Pricing carbon: Cap and Trade or Carbon Tax?

Pricing carbon is widely referred to as a means of combatting climate change. It’s talked about – but what does it mean?

It’s not a radical idea. In fact, the flip side – ‘not pricing carbon’ – is long recognized as the biggest market failure ever. Basically, it says all the pollution and climate impacts of burning fossil fuels are FREE! They are not to be measured or counted in our economy.

But how to get a handle on it? We could regulate it, tax it or trade vouchers for it.

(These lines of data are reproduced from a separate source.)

use super::orchestrator::PhaseStatus;
use super::recorder::StatusCounts;
use super::state::{TestResult, TestStatus};
use crate::report::Grade;
use tokio::sync::broadcast;

/// Run events for real-time progress output
#[derive(Debug, Clone)]
pub enum TestEvent {
    RunStarted {
        run_id: String,
        phase_count: usize,
    },
    RunFinished {
        counts: StatusCounts,
        pass_rate: f64,
        grade: Grade,
        duration_ms: u64,
        interrupted: bool,
    },

    PhaseStarted {
        phase: String,
        index: usize,
    },
    PhaseFinished {
        phase: String,
        status: PhaseStatus,
        duration_ms: u64,
        recorded: usize,
    },

    /// A row reached the recorder; `counts` are the running totals after it
    ResultRecorded {
        result: TestResult,
        counts: StatusCounts,
    },
}

/// Event emitter for broadcasting run events
#[derive(Debug, Clone)]
pub struct EventEmitter {
    sender: broadcast::Sender<TestEvent>,
}

impl EventEmitter {
    pub fn new() -> (Self, broadcast::Receiver<TestEvent>) {
        let (sender, receiver) = broadcast::channel(1024);
        (Self { sender }, receiver)
    }

    pub fn emit(&self, event: TestEvent) {
        let _ = self.sender.send(event);
    }
}

use indicatif::{ProgressBar, ProgressStyle};
use std::time::Duration as StdDuration;

/// Console event listener for printing real-time updates
pub struct ConsoleEventListener;

impl ConsoleEventListener {
    /// Render events until the run finishes or every emitter is dropped
    pub async fn listen(mut receiver: broadcast::Receiver<TestEvent>) {
        use colored::Colorize;
        use indicatif::ProgressDrawTarget;
        use std::io::IsTerminal;

        let is_tty = std::io::stdout().is_terminal();
        let mut spinner: Option<ProgressBar> = None;
        let mut phase_count = 0;

        loop {
            let event = match receiver.recv().await {
                Ok(event) => event,
                Err(broadcast::error::RecvError::Lagged(skipped)) => {
                    log::debug!("console listener lagged, {} events dropped", skipped);
                    continue;
                }
                Err(broadcast::error::RecvError::Closed) => break,
            };

            match event {
                TestEvent::RunStarted {
                    run_id,
                    phase_count: count,
                } => {
                    phase_count = count;
                    println!(
                        "\n{} Validation run started: {}",
                        "▶".green().bold(),
                        run_id.cyan()
                    );
                }

                TestEvent::PhaseStarted { phase, index } => {
                    println!(
                        "\n  {} Phase {}/{}: {}",
                        "→".blue(),
                        index + 1,
                        phase_count,
                        phase.white().bold()
                    );

                    let pb = ProgressBar::new_spinner();
                    if !is_tty {
                        // Piped output: no terminal escape codes
                        pb.set_draw_target(ProgressDrawTarget::hidden());
                    }
                    if let Ok(style) = ProgressStyle::default_spinner()
                        .tick_chars("⠋⠙⠹⠸⠼⠴⠦⠧⠇⠏ ")
                        .template("    {spinner} {msg}")
                    {
                        pb.set_style(style);
                    }
                    pb.set_message(format!("{}...", phase.dimmed()));
                    pb.enable_steady_tick(StdDuration::from_millis(100));
                    spinner = Some(pb);
                }

                TestEvent::ResultRecorded { result, counts } => {
                    let icon = match result.status() {
                        TestStatus::Pass => "✓".green(),
                        TestStatus::Fail => "✗".red(),
                        TestStatus::Skip => "○".yellow(),
                        TestStatus::Error => "!".red().bold(),
                    };
                    let line = format!(
                        "    {} {} | {} ({}ms)",
                        icon,
                        result.category().label().dimmed(),
                        result.name(),
                        result.duration_ms()
                    );
                    let detail = if result.status() == TestStatus::Pass {
                        None
                    } else {
                        Some(format!("      └─ {}", result.details().dimmed()))
                    };

                    match &spinner {
                        Some(pb) => {
                            pb.println(line);
                            if let Some(detail) = detail {
                                pb.println(detail);
                            }
                            pb.set_message(format!(
                                "{} passed, {} failed, {} errors, {} skipped",
                                counts.passed.to_string().green(),
                                counts.failed.to_string().red(),
                                counts.errored.to_string().red(),
                                counts.skipped.to_string().yellow()
                            ));
                        }
                        None => {
                            println!("{}", line);
                            if let Some(detail) = detail {
                                println!("{}", detail);
                            }
                        }
                    }
                }

                TestEvent::PhaseFinished {
                    phase,
                    status,
                    duration_ms,
                    recorded,
                } => {
                    if let Some(pb) = spinner.take() {
                        pb.finish_and_clear();
                    }
                    let status_str = match &status {
                        PhaseStatus::Completed => "DONE".green().bold(),
                        PhaseStatus::Interrupted => "INTERRUPTED".yellow().bold(),
                        PhaseStatus::NotStarted => "NOT STARTED".yellow().bold(),
                        PhaseStatus::Failed { .. } => "FAILED".red().bold(),
                    };
                    println!(
                        "  {} {} [{}] {} results in {}ms",
                        "←".blue(),
                        phase,
                        status_str,
                        recorded,
                        duration_ms
                    );
                    if let PhaseStatus::Failed { error } = status {
                        println!("      └─ {}", error.red());
                    }
                }

                TestEvent::RunFinished {
                    counts,
                    pass_rate,
                    grade,
                    duration_ms,
                    interrupted,
                } => {
                    if let Some(pb) = spinner.take() {
                        pb.finish_and_clear();
                    }
                    println!("\n{} Validation run finished", "■".blue().bold());
                    if interrupted {
                        println!("  {}", "Run was interrupted by the operator".yellow());
                    }
                    println!("  Total tests: {}", counts.total());
                    println!(
                        "  {} passed, {} failed, {} errors, {} skipped",
                        counts.passed.to_string().green(),
                        counts.failed.to_string().red(),
                        counts.errored.to_string().red(),
                        counts.skipped.to_string().yellow()
                    );
                    println!("  Pass rate: {:.1}%", pass_rate);
                    println!("  Duration: {}ms", duration_ms);
                    println!("  Grade: {}", grade.headline());
                    break;
                }
            }
        }
    }
}
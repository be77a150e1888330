use crate::runner::orchestrator::PhaseOutcome;
use crate::runner::recorder::StatusCounts;
use crate::runner::state::{Category, TestResult};
use serde::{Deserialize, Serialize};
use std::fmt;

/// Qualitative verdict derived from the pass rate
#[derive(Debug, Clone, Copy, PartialEq, Eq, Serialize, Deserialize)]
#[serde(rename_all = "UPPERCASE")]
pub enum Grade {
    Excellent,
    Good,
    Acceptable,
    Critical,
}

impl Grade {
    /// ≥95 excellent, ≥85 good, ≥70 acceptable, else critical
    pub fn from_pass_rate(pass_rate: f64) -> Self {
        if pass_rate >= 95.0 {
            Grade::Excellent
        } else if pass_rate >= 85.0 {
            Grade::Good
        } else if pass_rate >= 70.0 {
            Grade::Acceptable
        } else {
            Grade::Critical
        }
    }

    /// Process exit status for this grade
    pub fn exit_code(&self) -> i32 {
        match self {
            Grade::Excellent | Grade::Good => 0,
            Grade::Acceptable => 1,
            Grade::Critical => 2,
        }
    }

    pub fn as_str(&self) -> &'static str {
        match self {
            Grade::Excellent => "EXCELLENT",
            Grade::Good => "GOOD",
            Grade::Acceptable => "ACCEPTABLE",
            Grade::Critical => "CRITICAL",
        }
    }

    pub fn headline(&self) -> &'static str {
        match self {
            Grade::Excellent => "EXCELLENT: Platform is enterprise-ready",
            Grade::Good => "GOOD: Platform is production-ready with minor issues",
            Grade::Acceptable => "ACCEPTABLE: Platform needs improvements before production",
            Grade::Critical => "CRITICAL: Platform has significant issues blocking production",
        }
    }
}

impl fmt::Display for Grade {
    fn fmt(&self, f: &mut fmt::Formatter<'_>) -> fmt::Result {
        f.write_str(self.as_str())
    }
}

/// Per-category counts and pass rate
#[derive(Debug, Clone, PartialEq, Serialize, Deserialize)]
#[serde(rename_all = "camelCase")]
pub struct CategoryBreakdown {
    pub category: Category,
    #[serde(flatten)]
    pub counts: StatusCounts,
    pub pass_rate: f64,
}

/// A FAIL or ERROR row, listed for quick triage
#[derive(Debug, Clone, PartialEq, Serialize, Deserialize)]
#[serde(rename_all = "camelCase")]
pub struct FailureEntry {
    pub name: String,
    pub category: Category,
    pub details: String,
    #[serde(skip_serializing_if = "Option::is_none")]
    pub error: Option<String>,
}

/// Canonical record of one run
#[derive(Debug, Clone, PartialEq, Serialize, Deserialize)]
#[serde(rename_all = "camelCase")]
pub struct RunReport {
    pub run_id: String,
    pub generated_at: String,
    pub interrupted: bool,
    pub duration_ms: u64,

    pub total_tests: u32,
    #[serde(flatten)]
    pub totals: StatusCounts,
    pub pass_rate: f64,
    pub grade: Grade,

    pub categories: Vec<CategoryBreakdown>,
    pub phases: Vec<PhaseOutcome>,
    pub failures: Vec<FailureEntry>,
    pub results: Vec<TestResult>,
}

impl RunReport {
    /// Exit status for the process: 130 when interrupted, otherwise the grade's
    pub fn exit_code(&self) -> i32 {
        if self.interrupted {
            130
        } else {
            self.grade.exit_code()
        }
    }
}
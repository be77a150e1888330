use super::types::{Grade, RunReport};
use crate::runner::orchestrator::PhaseStatus;
use crate::runner::state::{TestResult, TestStatus};

/// Self-contained HTML page for a run
pub fn render(report: &RunReport) -> String {
    let mut sections = String::new();
    for breakdown in &report.categories {
        let rows: String = report
            .results
            .iter()
            .filter(|r| r.category() == &breakdown.category)
            .map(render_row)
            .collect();

        let class = if breakdown.counts.failed + breakdown.counts.errored > 0 {
            "failed"
        } else {
            "passed"
        };

        sections.push_str(&format!(
            r#"
        <section class="category {class}">
            <div class="category-header">
                <h3>{name}</h3>
                <span class="badge">{passed}/{total} &middot; {rate:.1}%</span>
            </div>
            <div class="rows">{rows}
            </div>
        </section>"#,
            class = class,
            name = html_escape(breakdown.category.label()),
            passed = breakdown.counts.passed,
            total = breakdown.counts.total(),
            rate = breakdown.pass_rate,
            rows = rows,
        ));
    }

    let phases: String = report
        .phases
        .iter()
        .map(|p| {
            let (label, class) = match &p.status {
                PhaseStatus::Completed => ("Completed".to_string(), "passed"),
                PhaseStatus::Interrupted => ("Interrupted".to_string(), "skipped"),
                PhaseStatus::NotStarted => ("Not started".to_string(), "skipped"),
                PhaseStatus::Failed { error } => (format!("Failed: {}", error), "failed"),
            };
            format!(
                r#"
                <tr class="{}"><td>{}</td><td>{}</td><td>{}</td><td>{}</td></tr>"#,
                class,
                html_escape(&p.phase),
                html_escape(&label),
                p.recorded,
                format_duration(p.duration_ms)
            )
        })
        .collect();

    let grade_class = match report.grade {
        Grade::Excellent | Grade::Good => "passed",
        Grade::Acceptable => "skipped",
        Grade::Critical => "failed",
    };
    let interrupted = if report.interrupted {
        r#"<div class="notice">Run was interrupted before completion</div>"#
    } else {
        ""
    };

    format!(
        r#"<!DOCTYPE html>
<html lang="en">
<head>
    <meta charset="UTF-8">
    <meta name="viewport" content="width=device-width, initial-scale=1.0">
    <title>Platform Test Report - {run_id}</title>
    <style>
        :root {{
            --bg: #0a0f1d;
            --panel: #141b2d;
            --border: #374151;
            --text: #f9fafb;
            --muted: #9ca3af;
            --green: #10b981;
            --red: #ef4444;
            --yellow: #f59e0b;
        }}
        * {{ margin: 0; padding: 0; box-sizing: border-box; }}
        body {{ font-family: system-ui, sans-serif; background: var(--bg); color: var(--text); padding: 2rem 1rem; }}
        .container {{ max-width: 1100px; margin: 0 auto; }}
        header {{ display: flex; justify-content: space-between; align-items: flex-end; margin-bottom: 2rem; }}
        h1 {{ font-size: 2rem; font-weight: 800; }}
        .meta {{ color: var(--muted); font-size: 0.875rem; }}
        .grade {{ padding: 1rem 1.5rem; border-radius: 0.75rem; background: var(--panel); border: 1px solid var(--border); margin-bottom: 2rem; font-weight: 700; }}
        .grade.passed {{ color: var(--green); }}
        .grade.failed {{ color: var(--red); }}
        .grade.skipped {{ color: var(--yellow); }}
        .notice {{ color: var(--yellow); margin-bottom: 1.5rem; }}
        .summary {{ display: grid; grid-template-columns: repeat(auto-fit, minmax(160px, 1fr)); gap: 1rem; margin-bottom: 2rem; }}
        .stat {{ background: var(--panel); border: 1px solid var(--border); border-radius: 0.75rem; padding: 1rem; }}
        .stat-value {{ font-size: 2rem; font-weight: 800; }}
        .stat-label {{ color: var(--muted); font-size: 0.75rem; text-transform: uppercase; }}
        .stat.passed .stat-value {{ color: var(--green); }}
        .stat.failed .stat-value {{ color: var(--red); }}
        .stat.skipped .stat-value {{ color: var(--yellow); }}
        table {{ width: 100%; border-collapse: collapse; margin-bottom: 2rem; }}
        td, th {{ padding: 0.5rem; border-bottom: 1px solid var(--border); text-align: left; }}
        tr.failed td {{ color: var(--red); }}
        tr.skipped td {{ color: var(--yellow); }}
        .category {{ background: var(--panel); border: 1px solid var(--border); border-radius: 1rem; margin-bottom: 1.5rem; overflow: hidden; }}
        .category-header {{ display: flex; justify-content: space-between; padding: 1rem 1.5rem; border-bottom: 1px solid var(--border); }}
        .category.failed .badge {{ color: var(--red); }}
        .category.passed .badge {{ color: var(--green); }}
        .rows {{ padding: 0.5rem 1.5rem; }}
        .row {{ display: flex; gap: 1rem; padding: 0.5rem 0; }}
        .row .icon {{ width: 1.5rem; font-weight: 700; }}
        .row.pass .icon {{ color: var(--green); }}
        .row.fail .icon, .row.error .icon {{ color: var(--red); }}
        .row.skip .icon {{ color: var(--yellow); }}
        .row-name {{ font-weight: 600; }}
        .row-meta {{ color: var(--muted); font-size: 0.8rem; }}
        .row-error {{ color: var(--red); font-family: monospace; font-size: 0.8rem; white-space: pre-wrap; }}
    </style>
</head>
<body>
    <div class="container">
        <header>
            <h1>Platform Test Report</h1>
            <div class="meta">Run {run_id} &middot; {generated_at} &middot; {duration}</div>
        </header>
        {interrupted}
        <div class="grade {grade_class}">{headline} ({pass_rate:.1}%)</div>
        <div class="summary">
            <div class="stat"><div class="stat-value">{total}</div><div class="stat-label">Total</div></div>
            <div class="stat passed"><div class="stat-value">{passed}</div><div class="stat-label">Passed</div></div>
            <div class="stat failed"><div class="stat-value">{failed}</div><div class="stat-label">Failed</div></div>
            <div class="stat failed"><div class="stat-value">{errored}</div><div class="stat-label">Errors</div></div>
            <div class="stat skipped"><div class="stat-value">{skipped}</div><div class="stat-label">Skipped</div></div>
        </div>
        <table>
            <tr><th>Phase</th><th>Status</th><th>Rows</th><th>Duration</th></tr>{phases}
        </table>{sections}
    </div>
</body>
</html>
"#,
        run_id = html_escape(&report.run_id),
        generated_at = html_escape(&report.generated_at),
        duration = format_duration(report.duration_ms),
        interrupted = interrupted,
        grade_class = grade_class,
        headline = report.grade.headline(),
        pass_rate = report.pass_rate,
        total = report.total_tests,
        passed = report.totals.passed,
        failed = report.totals.failed,
        errored = report.totals.errored,
        skipped = report.totals.skipped,
        phases = phases,
        sections = sections,
    )
}

fn render_row(row: &TestResult) -> String {
    let (icon, class) = match row.status() {
        TestStatus::Pass => ("✓", "pass"),
        TestStatus::Fail => ("✗", "fail"),
        TestStatus::Error => ("!", "error"),
        TestStatus::Skip => ("○", "skip"),
    };

    let target = row
        .target()
        .map(|t| format!(" &middot; {}", html_escape(t)))
        .unwrap_or_default();
    let error = row
        .error()
        .map(|e| format!(r#"<div class="row-error">{}</div>"#, html_escape(e)))
        .unwrap_or_default();

    format!(
        r#"
                <div class="row {class}">
                    <div class="icon">{icon}</div>
                    <div>
                        <div class="row-name">{name}</div>
                        <div class="row-meta">{details} &middot; {duration}{target}</div>
                        {error}
                    </div>
                </div>"#,
        class = class,
        icon = icon,
        name = html_escape(row.name()),
        details = html_escape(row.details()),
        duration = format_duration(row.duration_ms()),
        target = target,
        error = error,
    )
}

fn html_escape(s: &str) -> String {
    s.replace('&', "&amp;")
        .replace('<', "&lt;")
        .replace('>', "&gt;")
        .replace('"', "&quot;")
}

fn format_duration(ms: u64) -> String {
    if ms < 1000 {
        format!("{}ms", ms)
    } else if ms < 60000 {
        format!("{:.1}s", ms as f64 / 1000.0)
    } else {
        let minutes = ms / 60000;
        let seconds = (ms % 60000) as f64 / 1000.0;
        format!("{}m {:.0}s", minutes, seconds)
    }
}
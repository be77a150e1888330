use crate::error::ConfigError;
use serde::{Deserialize, Serialize};
use std::path::{Path, PathBuf};
use std::time::Duration;

/// Login credentials for one account on the target platform
#[derive(Debug, Clone, PartialEq, Serialize, Deserialize)]
#[serde(rename_all = "camelCase")]
pub struct Credentials {
    pub email: String,
    pub password: String,
}

impl Credentials {
    pub fn new(email: &str, password: &str) -> Self {
        Self {
            email: email.to_string(),
            password: password.to_string(),
        }
    }
}

/// Run parameters, resolved once before the run starts.
///
/// Layering is defaults, then an optional YAML file, then `LUMI_E2E_*`
/// environment variables, then CLI overrides. Once [`TestConfig::validate`]
/// succeeds the config is shared read-only for the whole run.
#[derive(Debug, Clone, Serialize, Deserialize)]
#[serde(rename_all = "camelCase", default)]
pub struct TestConfig {
    api_base_url: String,
    frontend_base_url: String,
    realtime_base_url: String,
    timeout_secs: u64,
    max_concurrency: usize,
    user: Credentials,
    admin: Credentials,
    output_dir: PathBuf,
    run_id: Option<String>,
    document_store: Option<String>,
    cache_store: Option<String>,
    browser: bool,
    rate_limit_burst: Option<usize>,
}

impl Default for TestConfig {
    fn default() -> Self {
        Self {
            api_base_url: "http://localhost:5000".to_string(),
            frontend_base_url: "http://localhost:3000".to_string(),
            realtime_base_url: "ws://localhost:5000".to_string(),
            timeout_secs: 30,
            max_concurrency: 10,
            user: Credentials::new("test@mewayz.com", "TestPassword123!"),
            admin: Credentials::new("admin@mewayz.com", "AdminPassword123!"),
            output_dir: PathBuf::from("./output"),
            run_id: None,
            document_store: Some("localhost:27017".to_string()),
            cache_store: Some("localhost:6379".to_string()),
            browser: false,
            rate_limit_burst: None,
        }
    }
}

/// Values supplied on the command line. `None` keeps the lower layer.
#[derive(Debug, Clone, Default)]
pub struct ConfigOverrides {
    pub api_base_url: Option<String>,
    pub frontend_base_url: Option<String>,
    pub realtime_base_url: Option<String>,
    pub timeout_secs: Option<u64>,
    pub max_concurrency: Option<usize>,
    pub output_dir: Option<PathBuf>,
    pub run_id: Option<String>,
    pub browser: Option<bool>,
    pub rate_limit_burst: Option<usize>,
}

impl TestConfig {
    /// Load defaults, an optional YAML file and the environment
    pub fn load(path: Option<&Path>) -> Result<Self, ConfigError> {
        let config = match path {
            Some(path) => {
                if !path.exists() {
                    return Err(ConfigError::FileNotFound {
                        path: path.display().to_string(),
                    });
                }
                let content =
                    std::fs::read_to_string(path).map_err(|e| ConfigError::ParseFailed {
                        reason: format!("{}: {}", path.display(), e),
                    })?;
                Self::from_yaml_str(&content)?
            }
            None => Self::default(),
        };

        config.apply_env_from(|key| std::env::var(key).ok())
    }

    /// Parse a YAML config document. Missing keys keep their defaults.
    pub fn from_yaml_str(content: &str) -> Result<Self, ConfigError> {
        serde_yaml::from_str(content).map_err(|e| ConfigError::ParseFailed {
            reason: e.to_string(),
        })
    }

    /// Apply `LUMI_E2E_*` variables resolved through `lookup`
    pub fn apply_env_from<F>(mut self, lookup: F) -> Result<Self, ConfigError>
    where
        F: Fn(&str) -> Option<String>,
    {
        if let Some(v) = lookup("LUMI_E2E_API_URL") {
            self.api_base_url = v;
        }
        if let Some(v) = lookup("LUMI_E2E_FRONTEND_URL") {
            self.frontend_base_url = v;
        }
        if let Some(v) = lookup("LUMI_E2E_REALTIME_URL") {
            self.realtime_base_url = v;
        }
        if let Some(v) = lookup("LUMI_E2E_TIMEOUT_SECS") {
            self.timeout_secs = parse_number("LUMI_E2E_TIMEOUT_SECS", &v)?;
        }
        if let Some(v) = lookup("LUMI_E2E_MAX_CONCURRENCY") {
            self.max_concurrency = parse_number("LUMI_E2E_MAX_CONCURRENCY", &v)?;
        }
        if let Some(v) = lookup("LUMI_E2E_USER_EMAIL") {
            self.user.email = v;
        }
        if let Some(v) = lookup("LUMI_E2E_USER_PASSWORD") {
            self.user.password = v;
        }
        if let Some(v) = lookup("LUMI_E2E_ADMIN_EMAIL") {
            self.admin.email = v;
        }
        if let Some(v) = lookup("LUMI_E2E_ADMIN_PASSWORD") {
            self.admin.password = v;
        }
        Ok(self)
    }

    pub fn with_overrides(mut self, overrides: ConfigOverrides) -> Self {
        if let Some(v) = overrides.api_base_url {
            self.api_base_url = v;
        }
        if let Some(v) = overrides.frontend_base_url {
            self.frontend_base_url = v;
        }
        if let Some(v) = overrides.realtime_base_url {
            self.realtime_base_url = v;
        }
        if let Some(v) = overrides.timeout_secs {
            self.timeout_secs = v;
        }
        if let Some(v) = overrides.max_concurrency {
            self.max_concurrency = v;
        }
        if let Some(v) = overrides.output_dir {
            self.output_dir = v;
        }
        if overrides.run_id.is_some() {
            self.run_id = overrides.run_id;
        }
        if let Some(v) = overrides.browser {
            self.browser = v;
        }
        if overrides.rate_limit_burst.is_some() {
            self.rate_limit_burst = overrides.rate_limit_burst;
        }
        self
    }

    /// Point the data-store probes somewhere else, or disable them with `None`
    pub fn with_stores(mut self, document_store: Option<String>, cache_store: Option<String>) -> Self {
        self.document_store = document_store;
        self.cache_store = cache_store;
        self
    }

    /// Reject values that would make the run meaningless
    pub fn validate(&self) -> Result<(), ConfigError> {
        if self.timeout_secs == 0 {
            return Err(invalid("timeoutSecs", "must be greater than zero"));
        }
        if self.max_concurrency == 0 {
            return Err(invalid("maxConcurrency", "must be greater than zero"));
        }
        for (field, value) in [
            ("apiBaseUrl", &self.api_base_url),
            ("frontendBaseUrl", &self.frontend_base_url),
            ("realtimeBaseUrl", &self.realtime_base_url),
        ] {
            if value.trim().is_empty() {
                return Err(invalid(field, "must not be empty"));
            }
        }
        if self.rate_limit_burst == Some(0) {
            return Err(invalid("rateLimitBurst", "must be greater than zero"));
        }
        Ok(())
    }

    pub fn api_base_url(&self) -> &str {
        &self.api_base_url
    }

    pub fn frontend_base_url(&self) -> &str {
        &self.frontend_base_url
    }

    pub fn realtime_base_url(&self) -> &str {
        &self.realtime_base_url
    }

    pub fn timeout(&self) -> Duration {
        Duration::from_secs(self.timeout_secs)
    }

    pub fn max_concurrency(&self) -> usize {
        self.max_concurrency
    }

    pub fn user(&self) -> &Credentials {
        &self.user
    }

    pub fn admin(&self) -> &Credentials {
        &self.admin
    }

    pub fn output_dir(&self) -> &Path {
        &self.output_dir
    }

    pub fn run_id(&self) -> Option<&str> {
        self.run_id.as_deref()
    }

    pub fn document_store(&self) -> Option<&str> {
        self.document_store.as_deref()
    }

    pub fn cache_store(&self) -> Option<&str> {
        self.cache_store.as_deref()
    }

    pub fn browser(&self) -> bool {
        self.browser
    }

    pub fn rate_limit_burst(&self) -> Option<usize> {
        self.rate_limit_burst
    }
}

fn parse_number<T: std::str::FromStr>(field: &str, value: &str) -> Result<T, ConfigError> {
    value
        .trim()
        .parse()
        .map_err(|_| invalid(field, &format!("'{}' is not a valid number", value)))
}

fn invalid(field: &str, reason: &str) -> ConfigError {
    ConfigError::InvalidValue {
        field: field.to_string(),
        reason: reason.to_string(),
    }
}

The EPA’s Clean Power Plan is a first attempt to reduce greenhouse gas emissions by regulation. It is decades late and took a Supreme Court decision to even tell EPA that they were empowered to do it. Conservatives call it overreach and environmentalists call it timid. Clearly it is only a first step and not adequate to solve our climate crisis.

How do we get to the root of the matter?

If left and right aren’t happy with regulation, how do we get enough people to the table to solve the problem? The solutions most discussed are:

  1. Cap and Trade
  2. Carbon Tax
  3. Carbon Fee (Tax) and Dividend

All aim at reducing greenhouse gas emissions, but have different actions and very different political implications.

Cap and Trade

The U.S. Congress passed the American Clean Energy and Security Act in 2009 with supporters including Senator John McCain and President Obama. It was to be modeled on the European emissions trading program. It died in the Senate without even being brought up for discussion.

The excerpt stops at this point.